The circumstances surrounding the Karachi fire and the subsequent cover-up parallel almost exactly what took place at the Kader factory in Thailand nearly two decades ago. If anything, the conditions facing the working class throughout the region have worsened since then as the global economic breakdown, and the resulting decline in markets in Europe and the US, intensifies competition for orders and foreign investment.

 

Workers’ conditions in Pakistan are not fundamentally different from those of their class brothers and sisters throughout Asia. Inside the myriad economic zones in the region, investors enjoy a host of special privileges, including tax breaks and exemptions from limited labour laws. Workers are banned from organising or taking industrial action.

 

The situation facing Free Trade Zone (FTZ) workers in Sri Lanka is just as oppressive as that in Pakistan, Bangladesh, Vietnam or other countries.

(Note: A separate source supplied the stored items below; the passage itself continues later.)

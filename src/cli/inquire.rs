use std::path::PathBuf;

use giftdesk::{
    DeliveryOutcome, Dispatcher, Submission,
    dispatch::{FormRelay, SystemMailClient},
    domain::{CurationForm, CurationRequest, InquiryForm, InquirySubmission},
};
use tracing::instrument;

use super::{
    Workspace,
    terminal::{Colorize, spinner},
};

#[derive(Debug, clap::Parser)]
pub struct Inquire {
    /// Your full name
    #[arg(long)]
    name: Option<String>,

    /// Your email address
    #[arg(long)]
    email: Option<String>,

    /// Your phone number
    #[arg(long)]
    phone: Option<String>,

    /// Company name
    #[arg(long)]
    company: Option<String>,

    /// Personal Gifts, Corporate Gifts, Bulk Orders, Customization, Partnership or Other
    #[arg(long = "type", value_name = "TYPE")]
    inquiry_type: Option<String>,

    /// Budget range, e.g. "₹5,000 - ₹10,000"
    #[arg(long)]
    budget: Option<String>,

    /// Anything else we should know
    #[arg(long)]
    message: Option<String>,
}

impl Inquire {
    #[instrument(skip(self))]
    pub async fn run(self, root: PathBuf) -> anyhow::Result<()> {
        let workspace = Workspace::open(root)?;
        let submission = InquirySubmission::try_from(InquiryForm {
            name: self.name.unwrap_or_default(),
            email: self.email.unwrap_or_default(),
            phone: self.phone.unwrap_or_default(),
            company: self.company.unwrap_or_default(),
            inquiry_type: self.inquiry_type.unwrap_or_default(),
            budget: self.budget.unwrap_or_default(),
            message: self.message.unwrap_or_default(),
        })?;
        send(&workspace, &submission).await
    }
}

#[derive(Debug, clap::Parser)]
pub struct Curate {
    /// The occasion
    #[arg(long)]
    occasion: Option<String>,

    /// Budget range
    #[arg(long)]
    budget: Option<String>,

    /// Who the gift is for
    #[arg(long)]
    recipient: Option<String>,

    /// Interests, style or colours the recipient likes
    #[arg(long)]
    preferences: Option<String>,

    /// Special requirements, e.g. a personalised message
    #[arg(long)]
    custom_message: Option<String>,

    /// Your email address
    #[arg(long)]
    email: Option<String>,

    /// Contact number
    #[arg(long)]
    contact_number: Option<String>,
}

impl Curate {
    #[instrument(skip(self))]
    pub async fn run(self, root: PathBuf) -> anyhow::Result<()> {
        let workspace = Workspace::open(root)?;
        let request = CurationRequest::try_from(CurationForm {
            occasion: self.occasion.unwrap_or_default(),
            budget: self.budget.unwrap_or_default(),
            recipient: self.recipient.unwrap_or_default(),
            preferences: self.preferences.unwrap_or_default(),
            custom_message: self.custom_message.unwrap_or_default(),
            email: self.email.unwrap_or_default(),
            contact_number: self.contact_number.unwrap_or_default(),
        })?;
        send(&workspace, &request).await
    }
}

async fn send<S: Submission + Sync>(workspace: &Workspace, submission: &S) -> anyhow::Result<()> {
    let config = workspace.config();
    let dispatcher = Dispatcher::new(
        FormRelay::new(
            config.mail.relay_endpoint.clone(),
            config.mail.thank_you_url.clone(),
        ),
        SystemMailClient,
        config.mail.mailbox.clone(),
        config.brand(),
    );

    let progress = spinner("Sending");
    let outcome = dispatcher.send(submission).await;
    progress.finish_and_clear();

    match outcome? {
        DeliveryOutcome::Delivered => println!(
            "{}",
            "✅ Thank you! We will get back to you within 24 hours.".success()
        ),
        DeliveryOutcome::FallbackOpened { .. } => println!(
            "{}",
            "Your mail client has been opened with the message filled in. Please send it from there."
                .info()
        ),
    }
    Ok(())
}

The government assists companies to herd mainly rural female workers into garment sweatshops where they work long hours and live in cramped, primitive accommodation. When anger exploded among workers in Sri Lanka’s Katunayake FTZ last year over changes to their provident fund rights, the government sent in the security forces, which shot one worker dead and injured others. No one has been convicted over the killing.

 

Tragedies like the Karachi factory fire cannot be ended by outpourings of moral concern or appeals to the powers-that-be. Such disasters are anti-social crimes against the working class that stem from the profit system itself. Globally-organised production has the potential to provide a decent standard of living for every human being on the face of the planet, but under capitalism it has only produced fabulous wealth for a tiny corporate elite, accompanied by the deepening immiseration of working people.

 

The only solution lies in the unification of the working class throughout Asia and around the world to abolish the global system of capitalist exploitation and reorganise society from top to bottom on the basis of a world planned socialist economy. That is the revolutionary socialist perspective for which only the international Trotskyist movement—the International Committee of the Fourth International—and its sections fight.